4.1. Heating EUI of Users in Different Locations

Users in the same building can have a difference in the number, area, and orientation of external walls. Even if all users are occupied, a large amount of heat is required to ensure the same room temperature. Figure 7 shows the heating EUI of several metering communities in Chengteh, and the difference is significant. Owing to the difference in the heat demand of users caused by the location, a vertical thermal imbalance is prone to occur in the absence of adjustments to the buildings’ heating system [37].
The average heating EUI of users in three types of locations in a total of 12 buildings was calculated, and the results are shown in Table 4. Regarding the average heating EUI, the heat consumption of the top and bottom households was the highest, followed by the side households. The heat consumption of the middle households was the lowest. The average heat consumption of the top/bottom households was 0.03–0.20 GJ/m2, which is 11–77% higher than that of the middle households. The heat measured by household meters is inaccurate and complicated, making it difficult to use as an indicator to measure the actual heat consumption of users, and it is even more difficult to simply consider the measured values as the basis for charges.
Because the heat consumption of users in Chengteh is also affected by regulations, the analyses of heat metering districts in the other five cities were used for comparison, and the results are shown in Table 5. The conclusions are similar. Due to the difference in location, the highest increase in the heating EUI of the top/bottom households was in a community in Taian, with a 78% increase, and the highest increase for side households was in Tangshan, with a 43% increase.

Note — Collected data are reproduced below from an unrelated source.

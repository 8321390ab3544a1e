//! NodeArena creation, access, and structural editing methods.

use super::base::NodeIndex;
use super::node::*;
use hoist_common::Span;
use rustc_hash::FxHashMap;
use smallvec::SmallVec;

/// Child list of a single node, in source order.
pub type ChildList = SmallVec<[NodeIndex; 8]>;

impl NodeArena {
    pub fn new() -> NodeArena {
        NodeArena::default()
    }

    /// Create an arena with pre-allocated capacity.
    pub fn with_capacity(capacity: usize) -> NodeArena {
        NodeArena {
            nodes: Vec::with_capacity(capacity),
        }
    }

    /// Add a node to the arena and return its index
    pub fn add(&mut self, span: Span, data: NodeData) -> NodeIndex {
        let index = self.nodes.len() as u32;
        self.nodes.push(Node::new(span, data));
        NodeIndex(index)
    }

    /// Get a node by index
    #[inline]
    pub fn get(&self, index: NodeIndex) -> Option<&Node> {
        if index.is_none() {
            None
        } else {
            self.nodes.get(index.0 as usize)
        }
    }

    /// Get a mutable node by index
    #[inline]
    pub fn get_mut(&mut self, index: NodeIndex) -> Option<&mut Node> {
        if index.is_none() {
            None
        } else {
            self.nodes.get_mut(index.0 as usize)
        }
    }

    pub fn len(&self) -> usize {
        self.nodes.len()
    }

    pub fn is_empty(&self) -> bool {
        self.nodes.is_empty()
    }

    #[inline]
    pub fn span(&self, index: NodeIndex) -> Option<Span> {
        self.get(index).map(|node| node.span)
    }

    pub fn identifier_name(&self, index: NodeIndex) -> Option<&str> {
        self.get(index).and_then(Node::identifier_name)
    }

    pub fn function_data(&self, index: NodeIndex) -> Option<&FunctionData> {
        self.get(index).and_then(Node::function_data)
    }

    pub fn is_function(&self, index: NodeIndex) -> bool {
        self.get(index).is_some_and(Node::is_function)
    }

    /// Children of a node in source order. Absent optional children are skipped.
    pub fn children(&self, index: NodeIndex) -> ChildList {
        let mut out = ChildList::new();
        let Some(node) = self.get(index) else {
            return out;
        };
        let mut push = |child: NodeIndex| {
            if child.is_some() {
                out.push(child);
            }
        };
        match &node.data {
            NodeData::Program { body } => body.iter().copied().for_each(&mut push),
            NodeData::FunctionDeclaration(func) | NodeData::FunctionExpression(func) => {
                push(func.id);
                func.params.iter().copied().for_each(&mut push);
                push(func.body);
            }
            NodeData::VariableDeclarator { id, init } => {
                push(*id);
                push(*init);
            }
            NodeData::MemberExpression {
                object, property, ..
            } => {
                push(*object);
                push(*property);
            }
            NodeData::Property { key, value, .. } => {
                push(*key);
                push(*value);
            }
            NodeData::Generic { children, .. } => children.iter().copied().for_each(&mut push),
            NodeData::Identifier { .. } | NodeData::ThisExpression => {}
        }
        out
    }

    /// Replace the child slot of `parent` that holds `old` with `new`.
    ///
    /// Returns `false` when `old` is not a direct child of `parent`.
    pub fn replace_child(&mut self, parent: NodeIndex, old: NodeIndex, new: NodeIndex) -> bool {
        let Some(node) = self.get_mut(parent) else {
            return false;
        };
        let swap = |slot: &mut NodeIndex| {
            if *slot == old {
                *slot = new;
                true
            } else {
                false
            }
        };
        match &mut node.data {
            NodeData::Program { body } => body.iter_mut().any(swap),
            NodeData::FunctionDeclaration(func) | NodeData::FunctionExpression(func) => {
                swap(&mut func.id) || func.params.iter_mut().any(swap) || swap(&mut func.body)
            }
            NodeData::VariableDeclarator { id, init } => swap(id) || swap(init),
            NodeData::MemberExpression {
                object, property, ..
            } => swap(object) || swap(property),
            NodeData::Property { key, value, .. } => swap(key) || swap(value),
            NodeData::Generic { children, .. } => children.iter_mut().any(swap),
            NodeData::Identifier { .. } | NodeData::ThisExpression => false,
        }
    }

    /// All nodes of the subtree rooted at `root`, in pre-order.
    pub fn subtree(&self, root: NodeIndex) -> Vec<NodeIndex> {
        let mut out = Vec::new();
        if self.get(root).is_none() {
            return out;
        }
        let mut stack = vec![root];
        while let Some(idx) = stack.pop() {
            out.push(idx);
            let children = self.children(idx);
            stack.extend(children.iter().rev().copied());
        }
        out
    }

    /// Deep-copy the subtree rooted at `root` from `source` into this arena,
    /// moving every range right by `offset`. Returns the new root index.
    ///
    /// Children are copied before their parents, matching the order the
    /// parser allocates nodes in.
    pub fn import_subtree(&mut self, source: &NodeArena, root: NodeIndex, offset: u32) -> NodeIndex {
        let order = source.subtree(root);
        let mut mapped: FxHashMap<NodeIndex, NodeIndex> = FxHashMap::default();
        mapped.reserve(order.len());
        for &old in order.iter().rev() {
            let Some(node) = source.get(old) else {
                continue;
            };
            let data = node
                .data
                .map_children(|child| mapped.get(&child).copied().unwrap_or(NodeIndex::NONE));
            let new = self.add(node.span.offset_by(offset), data);
            mapped.insert(old, new);
        }
        mapped.get(&root).copied().unwrap_or(NodeIndex::NONE)
    }
}
//! Base index type for arena-allocated nodes.

use serde::{Deserialize, Serialize};

/// Index of a node inside a [`NodeArena`](super::node::NodeArena).
///
/// `NodeIndex::NONE` marks an absent optional child.
#[derive(Clone, Copy, Debug, PartialEq, Eq, Hash, PartialOrd, Ord, Serialize, Deserialize)]
pub struct NodeIndex(pub u32);

impl NodeIndex {
    pub const NONE: NodeIndex = NodeIndex(u32::MAX);

    #[inline]
    pub fn is_none(self) -> bool {
        self == NodeIndex::NONE
    }

    #[inline]
    pub fn is_some(self) -> bool {
        self != NodeIndex::NONE
    }
}
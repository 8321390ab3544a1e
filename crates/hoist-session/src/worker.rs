//! Background parse worker.
//!
//! One thread per session receives parse requests over a channel and sends
//! one response per request it runs. Each request carries a generation
//! number; the worker skips queued requests older than the latest dispatched
//! generation, and the session drops any response whose generation is not the
//! one it is waiting for.

use crate::error::ReparseError;
use hoist_parser::{ParseOptions, ParseResult, ParsedSource, SourceParser};
use std::sync::Arc;
use std::sync::atomic::{AtomicU64, Ordering};
use std::sync::mpsc::{self, Receiver, RecvTimeoutError, Sender, TryRecvError};
use std::thread;
use std::time::Duration;
use tracing::trace;

/// Recursive descent over deeply nested sources needs more than the default
/// thread stack.
const WORKER_STACK_SIZE: usize = 64 * 1024 * 1024;

pub(crate) struct ParseRequest {
    pub generation: u64,
    pub text: String,
    pub options: ParseOptions,
}

pub(crate) struct ParseResponse {
    pub generation: u64,
    pub result: ParseResult<ParsedSource>,
}

pub(crate) struct ParseWorker {
    requests: Sender<ParseRequest>,
    responses: Receiver<ParseResponse>,
    latest: Arc<AtomicU64>,
}

impl ParseWorker {
    pub fn spawn<P: SourceParser>(parser: P) -> Result<ParseWorker, ReparseError> {
        let (request_tx, request_rx) = mpsc::channel::<ParseRequest>();
        let (response_tx, response_rx) = mpsc::channel::<ParseResponse>();
        let latest = Arc::new(AtomicU64::new(0));
        let worker_latest = Arc::clone(&latest);

        // The thread is detached: it exits once the request channel closes
        // and its current parse, if any, finishes.
        thread::Builder::new()
            .name("hoist-parse".to_string())
            .stack_size(WORKER_STACK_SIZE)
            .spawn(move || run(parser, request_rx, response_tx, worker_latest))
            .map_err(ReparseError::Spawn)?;

        Ok(ParseWorker {
            requests: request_tx,
            responses: response_rx,
            latest,
        })
    }

    /// Queue a request, superseding every request with a lower generation.
    pub fn dispatch(&self, request: ParseRequest) -> Result<(), ReparseError> {
        self.latest.store(request.generation, Ordering::Release);
        self.requests
            .send(request)
            .map_err(|_| ReparseError::WorkerGone)
    }

    pub fn try_recv(&self) -> Result<Option<ParseResponse>, ReparseError> {
        match self.responses.try_recv() {
            Ok(response) => Ok(Some(response)),
            Err(TryRecvError::Empty) => Ok(None),
            Err(TryRecvError::Disconnected) => Err(ReparseError::WorkerGone),
        }
    }

    pub fn recv_timeout(&self, timeout: Duration) -> Result<Option<ParseResponse>, ReparseError> {
        match self.responses.recv_timeout(timeout) {
            Ok(response) => Ok(Some(response)),
            Err(RecvTimeoutError::Timeout) => Ok(None),
            Err(RecvTimeoutError::Disconnected) => Err(ReparseError::WorkerGone),
        }
    }
}

fn run<P: SourceParser>(
    parser: P,
    requests: Receiver<ParseRequest>,
    responses: Sender<ParseResponse>,
    latest: Arc<AtomicU64>,
) {
    for request in requests {
        if request.generation < latest.load(Ordering::Acquire) {
            trace!(generation = request.generation, "skipping superseded parse request");
            continue;
        }
        let result = parser.parse(&request.text, &request.options);
        let response = ParseResponse {
            generation: request.generation,
            result,
        };
        if responses.send(response).is_err() {
            break;
        }
    }
}
//! Syntax tree storage and the recursive-descent parser.

pub mod base;
pub mod node;
mod node_arena;
pub mod state;
mod state_expressions;
mod state_statements;

pub use base::NodeIndex;
pub use node::{NodeArena, NodeData};
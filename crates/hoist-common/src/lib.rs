//! Common types and utilities for the hoist scope analyzer.
//!
//! This crate provides foundational types used across all hoist crates:
//! - Source spans (`Span`) as half-open byte ranges
//! - Position/line-map types for line/column <-> offset conversion
//! - Comment range extraction
//! - Centralized limits and thresholds
//! - Diagnostics reported by tolerant parsing

// Span - Source location tracking (byte offsets)
pub mod span;
pub use span::Span;

// Position/Range types for line/column source locations
pub mod position;
pub use position::{LineMap, Position};

// Comment parsing utilities
pub mod comments;
pub use comments::CommentRange;

// Centralized limits and thresholds
pub mod limits;

pub mod diagnostics;
pub use diagnostics::{Diagnostic, DiagnosticCategory};
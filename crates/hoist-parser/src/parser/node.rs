//! Syntax node types.
//!
//! # Architecture
//!
//! Nodes live in a single [`NodeArena`] and refer to each other by
//! [`NodeIndex`]. The node kinds the scope analysis treats specially get their
//! own [`NodeData`] variant; every other construct is a [`NodeData::Generic`]
//! node carrying a [`GenericKind`] tag and its children in source order.
//!
//! Every node carries a half-open byte range and a consumer-owned
//! [`RenderState`] slot that the incremental engine clears whenever it moves
//! or replaces the node.

use super::base::NodeIndex;
use hoist_common::Span;
use serde::Serialize;
use smallvec::SmallVec;

/// Opaque handle to a resource a rendering consumer attached to a node
/// (a bracket element, a text mark, ...).
#[derive(Clone, Copy, Debug, PartialEq, Eq, Hash, Serialize)]
pub struct RenderHandle(pub u64);

/// Per-node render bookkeeping owned by the consumer.
#[derive(Clone, Copy, Debug, Default, PartialEq, Eq, Serialize)]
pub struct RenderState {
    pub rendered: bool,
    pub handle: Option<RenderHandle>,
}

impl RenderState {
    /// Reset the slot, returning the handle the consumer must release.
    pub fn invalidate(&mut self) -> Option<RenderHandle> {
        self.rendered = false;
        self.handle.take()
    }
}

#[derive(Clone, Debug, Serialize)]
pub struct FunctionData {
    /// Function name, `NodeIndex::NONE` for anonymous expressions.
    pub id: NodeIndex,
    pub params: SmallVec<[NodeIndex; 4]>,
    pub body: NodeIndex,
}

impl FunctionData {
    fn map_children(&self, child: &mut impl FnMut(NodeIndex) -> NodeIndex) -> FunctionData {
        FunctionData {
            id: child(self.id),
            params: self.params.iter().map(|&p| child(p)).collect(),
            body: child(self.body),
        }
    }
}

#[derive(Clone, Copy, Debug, PartialEq, Eq, Serialize)]
pub enum PropertyKind {
    Init,
    Get,
    Set,
}

/// Tags for constructs without scope semantics.
#[derive(Clone, Copy, Debug, PartialEq, Eq, Hash, Serialize)]
pub enum GenericKind {
    // Statements
    ExpressionStatement,
    BlockStatement,
    EmptyStatement,
    VariableDeclaration,
    IfStatement,
    ForStatement,
    ForInStatement,
    WhileStatement,
    DoWhileStatement,
    ReturnStatement,
    BreakStatement,
    ContinueStatement,
    ThrowStatement,
    TryStatement,
    CatchClause,
    SwitchStatement,
    SwitchCase,
    LabeledStatement,
    WithStatement,
    DebuggerStatement,

    // Expressions
    SequenceExpression,
    AssignmentExpression,
    ConditionalExpression,
    BinaryExpression,
    LogicalExpression,
    UnaryExpression,
    UpdateExpression,
    CallExpression,
    NewExpression,
    ArrayExpression,
    ObjectExpression,
    Literal,

    // Names that are never variable references
    /// Object literal key or non-computed member property (`b` in `a.b`).
    PropertyName,
    /// Statement label (`outer` in `outer: for (;;) break outer;`).
    Label,
}

#[derive(Clone, Debug, Serialize)]
pub enum NodeData {
    Program {
        body: Vec<NodeIndex>,
    },
    FunctionDeclaration(FunctionData),
    FunctionExpression(FunctionData),
    VariableDeclarator {
        id: NodeIndex,
        /// `NodeIndex::NONE` when there is no initializer.
        init: NodeIndex,
    },
    Identifier {
        name: String,
    },
    MemberExpression {
        object: NodeIndex,
        property: NodeIndex,
        computed: bool,
    },
    Property {
        key: NodeIndex,
        value: NodeIndex,
        kind: PropertyKind,
    },
    ThisExpression,
    Generic {
        kind: GenericKind,
        children: SmallVec<[NodeIndex; 4]>,
    },
}

impl NodeData {
    /// Clone the payload with every present child index passed through `map`.
    pub fn map_children(&self, mut map: impl FnMut(NodeIndex) -> NodeIndex) -> NodeData {
        let mut child = move |idx: NodeIndex| {
            if idx.is_none() {
                NodeIndex::NONE
            } else {
                map(idx)
            }
        };
        match self {
            NodeData::Program { body } => NodeData::Program {
                body: body.iter().map(|&c| child(c)).collect(),
            },
            NodeData::FunctionDeclaration(func) => {
                NodeData::FunctionDeclaration(func.map_children(&mut child))
            }
            NodeData::FunctionExpression(func) => {
                NodeData::FunctionExpression(func.map_children(&mut child))
            }
            NodeData::VariableDeclarator { id, init } => NodeData::VariableDeclarator {
                id: child(*id),
                init: child(*init),
            },
            NodeData::Identifier { name } => NodeData::Identifier { name: name.clone() },
            NodeData::MemberExpression {
                object,
                property,
                computed,
            } => NodeData::MemberExpression {
                object: child(*object),
                property: child(*property),
                computed: *computed,
            },
            NodeData::Property { key, value, kind } => NodeData::Property {
                key: child(*key),
                value: child(*value),
                kind: *kind,
            },
            NodeData::ThisExpression => NodeData::ThisExpression,
            NodeData::Generic { kind, children } => NodeData::Generic {
                kind: *kind,
                children: children.iter().map(|&c| child(c)).collect(),
            },
        }
    }
}

#[derive(Clone, Debug, Serialize)]
pub struct Node {
    pub span: Span,
    pub data: NodeData,
    #[serde(skip)]
    pub render: RenderState,
}

impl Node {
    pub fn new(span: Span, data: NodeData) -> Node {
        Node {
            span,
            data,
            render: RenderState::default(),
        }
    }

    #[inline]
    pub fn is_function(&self) -> bool {
        matches!(
            self.data,
            NodeData::FunctionDeclaration(_) | NodeData::FunctionExpression(_)
        )
    }

    pub fn function_data(&self) -> Option<&FunctionData> {
        match &self.data {
            NodeData::FunctionDeclaration(func) | NodeData::FunctionExpression(func) => Some(func),
            _ => None,
        }
    }

    pub fn identifier_name(&self) -> Option<&str> {
        match &self.data {
            NodeData::Identifier { name } => Some(name),
            _ => None,
        }
    }

    pub fn generic_kind(&self) -> Option<GenericKind> {
        match &self.data {
            NodeData::Generic { kind, .. } => Some(*kind),
            _ => None,
        }
    }

    /// Short human-readable kind name, used in logs and dumps.
    pub fn kind_name(&self) -> &'static str {
        match &self.data {
            NodeData::Program { .. } => "Program",
            NodeData::FunctionDeclaration(_) => "FunctionDeclaration",
            NodeData::FunctionExpression(_) => "FunctionExpression",
            NodeData::VariableDeclarator { .. } => "VariableDeclarator",
            NodeData::Identifier { .. } => "Identifier",
            NodeData::MemberExpression { .. } => "MemberExpression",
            NodeData::Property { .. } => "Property",
            NodeData::ThisExpression => "ThisExpression",
            NodeData::Generic { .. } => "Generic",
        }
    }
}

/// Arena-based storage for syntax nodes.
/// Nodes are stored contiguously and referenced by index.
#[derive(Debug, Default, Clone, Serialize)]
pub struct NodeArena {
    pub nodes: Vec<Node>,
}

4.2. Influence of Heat Outages on Energy Consumption

It is ubiquitous for users in northern China to interrupt heating. Owing to the existence of heat transfer in adjacent rooms, heating outages will not only seriously affect the heating quality of the surrounding users but will also significantly increase the energy consumption supplied to meet the normal heating room temperature.
The relevant literature shows that the urban vacancy rate in China has reached 21.5%, much higher than that in Nordic countries. In 2017, the vacancy rate of commodity housing was 26.6%, accounting for 50.4% of the total vacant housing [38]. The main reasons for the vacancy of houses are the increases in investment and seasonal houses, and the housing vacancy rate in some northern district heating cities is as high as 40% [13].
An analysis of the heating EUI and occupancy rate in Chengteh is shown in Figure 8a. There is an apparent linear relationship between the heat consumption and occupancy rate. The heating EUI decreases by about 0.1 GJ/m2 when the occupancy rate increases by 10%. Several buildings in the same community with large differences in occupancy rates were selected as representatives. The statistical results are shown in Figure 8b,c.
To analyze the effect of heat outages on heat consumption, users were divided according to the number of surrounding user outages. Taking the YL community as a case study, the heating EUI distribution of building 5# is shown in Figure 9. A darker color indicates higher heat consumption by users. In addition, in different locations, 96% of users with high heating EUIs were caused by heat outages nearby.
The heating EUI of the users at each location was classified and counted according to the number of surrounding user outages. As the existence and location distribution of users in the surrounding area of a single building is random, it is necessary to classify and analyze the users of multiple buildings in the same community. The results of this comparison are presented in Figure 10. With an increase in the number of outage households around the building, the heating EUI showed a progressive increase. When there were outage households around the middle households, heat consumption increased from 15% to 32%.
Most northern cities do not charge heat outage users, which causes other users to bear more fees.. This causes great disputes in the settlements of these users, which seriously violates the fairness principle of metering and charging. User outages also increase the heating EUI of the entire building, which is an essential factor affecting energy conservation.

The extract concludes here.